В комнате повисла тишина, и фон Вегерхоф, до сего мгновения сидящий молча, коротко кашлянул. Мартин напряжено поджал губы, бросив взгляд в его сторону, и Харт вздохнул:
— Да, я знаю, кто ваш помощник, майстер Гессе. И уже рассказал об этом сыну.
— Удивленным не выглядите.
— Конгрегация, — пожал плечами тот. — От вас всего можно ждать. Стриг на службе… Отчего бы и нет. Ходят слухи, что у вас и ликантропы водятся в зондергруппе. Меня несколько смущает исходящая от него эманация, она довольно необычна для стрига, даже высшего, но мир велик и многообразен, разве могу я знать всё?
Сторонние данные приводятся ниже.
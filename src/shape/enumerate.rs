// Copyright (C) 2025 Jeremy J. Carroll. See LICENSE for details.

//! Enumeration of partitions, compositions and partition tuples.
//!
//! # Order
//!
//! Partitions of `n` come in reverse lexicographic order: `[n]`,
//! `[n-1, 1]`, `[n-2, 2]`, `[n-2, 1, 1]`, ... Partition tuples of a given
//! level and size run over the compositions of the size into `level` parts
//! in reverse lexicographic order and, for each composition, over the
//! product of the component partitions with the last component varying
//! fastest.
//!
//! The level-only, size-only and unrestricted families are infinite and
//! their iterators never finish.

use super::{Partition, PartitionTuple};

/// Partitions of `n` in reverse lexicographic order.
#[derive(Debug, Clone)]
pub struct Partitions {
    next: Option<Vec<usize>>,
}

/// All partitions of `n`.
pub fn partitions(n: usize) -> Partitions {
    let first = if n == 0 { Vec::new() } else { vec![n] };
    Partitions { next: Some(first) }
}

impl Iterator for Partitions {
    type Item = Partition;

    fn next(&mut self) -> Option<Partition> {
        let current = self.next.take()?;
        self.next = successor(&current);
        Some(Partition::from_parts_unchecked(current))
    }
}

/// Decrement the last part bigger than one and refill greedily.
fn successor(parts: &[usize]) -> Option<Vec<usize>> {
    let pivot = parts.iter().rposition(|&p| p > 1)?;
    let mut next = parts[..pivot].to_vec();
    let cap = parts[pivot] - 1;
    let mut remaining = parts[pivot..].iter().sum::<usize>();
    while remaining > 0 {
        let part = cap.min(remaining);
        next.push(part);
        remaining -= part;
    }
    Some(next)
}

/// Weak compositions of `n` into `k` parts, reverse lexicographic order.
#[derive(Debug, Clone)]
pub struct Compositions {
    next: Option<Vec<usize>>,
}

pub fn compositions(n: usize, k: usize) -> Compositions {
    let next = (k > 0).then(|| {
        let mut first = vec![0; k];
        first[0] = n;
        first
    });
    Compositions { next }
}

impl Iterator for Compositions {
    type Item = Vec<usize>;

    fn next(&mut self) -> Option<Vec<usize>> {
        let current = self.next.take()?;
        let k = current.len();
        let mut following = current.clone();
        let tail = following[k - 1];
        following[k - 1] = 0;
        if let Some(i) = following[..k - 1].iter().rposition(|&c| c > 0) {
            following[i] -= 1;
            following[i + 1] = tail + 1;
            self.next = Some(following);
        }
        Some(current)
    }
}

/// Partition tuples of a fixed level and size.
#[derive(Debug, Clone)]
pub struct PartitionTuples {
    compositions: Compositions,
    /// Partitions available to each component for the current composition.
    choices: Vec<Vec<Partition>>,
    /// Odometer over `choices`; `None` once the composition is exhausted.
    odometer: Option<Vec<usize>>,
}

/// All partition tuples of the given level and size.
pub fn partition_tuples(level: usize, size: usize) -> PartitionTuples {
    PartitionTuples {
        compositions: compositions(size, level),
        choices: Vec::new(),
        odometer: None,
    }
}

impl Iterator for PartitionTuples {
    type Item = PartitionTuple;

    fn next(&mut self) -> Option<PartitionTuple> {
        loop {
            if let Some(odometer) = self.odometer.as_mut() {
                let tuple = PartitionTuple::from_components_unchecked(
                    odometer
                        .iter()
                        .zip(self.choices.iter())
                        .map(|(&i, options)| options[i].clone())
                        .collect(),
                );
                // advance, last component fastest
                let mut position = odometer.len();
                let mut carried = true;
                while carried && position > 0 {
                    position -= 1;
                    odometer[position] += 1;
                    if odometer[position] < self.choices[position].len() {
                        carried = false;
                    } else {
                        odometer[position] = 0;
                    }
                }
                if carried {
                    self.odometer = None;
                }
                return Some(tuple);
            }
            let composition = self.compositions.next()?;
            self.choices = composition
                .iter()
                .map(|&part| partitions(part).collect())
                .collect();
            self.odometer = Some(vec![0; composition.len()]);
        }
    }
}

/// Partition tuples of a fixed level, by increasing size; infinite.
pub fn partition_tuples_of_level(level: usize) -> impl Iterator<Item = PartitionTuple> {
    (0..).flat_map(move |size| partition_tuples(level, size))
}

/// Partition tuples of a fixed size, by increasing level; infinite.
pub fn partition_tuples_of_size(size: usize) -> impl Iterator<Item = PartitionTuple> {
    (1..).flat_map(move |level| partition_tuples(level, size))
}

/// Every partition tuple, grouped by `size + level - 1`; infinite.
pub fn all_partition_tuples() -> impl Iterator<Item = PartitionTuple> {
    (0usize..).flat_map(|total| {
        (1..=total + 1).flat_map(move |level| partition_tuples(level, total + 1 - level))
    })
}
— Завидный флегматизм, — пробормотал Курт. — Доводилось встречаться со стригами?
— Нет, но, опять же, из теории примерно могу предположить, как они должны ощущаться. Ваш помощник явно чувствуется нетипично. А вот ликантропа я бы не почуял. Почему так — мы не знаем, но сие факт, подобные мне легко чувствуют людей, обладающих врожденной или наработанной силой, но плохо различают подобных ликантропам существ. Видимо, животная сила оборотней слишком тесно сплетена с нашей, людской, природной, слишком похожа на нашу, а потому замечается не сразу или не замечается вовсе. Стриги — они совсем иные, сущности не от нашего мира. Без обид, майстер помощник.
— Стало быть, Урсулу ты почувствовал, когда прибыл в лагерь паломников?
— Нет. Но если эта женщина опытна и осторожна — подозреваю, что она… — Харт замялся, снова подыскивая подходящие слова. — Вообразите себе стол со свитками, майстер Гессе. Половина из них свернута, половина раскрыта, и лишь о тех, что раскрыты, вы с убежденностью сможете сказать, написано ли что-то на них или они пусты. Большинство из нас, и простых смертных, и одаренных, лежат на этом столе развернутыми: кто-то сворачиваться не умеет, а кто-то не считает нужным, полагая, что рядом нет тех, кто отличит исписанный свиток от пустого. Урсула, раз уж я не ощутил в ней дара, явно умеет жить, пребывая свернутой. Но если она раскроется — я ее почую.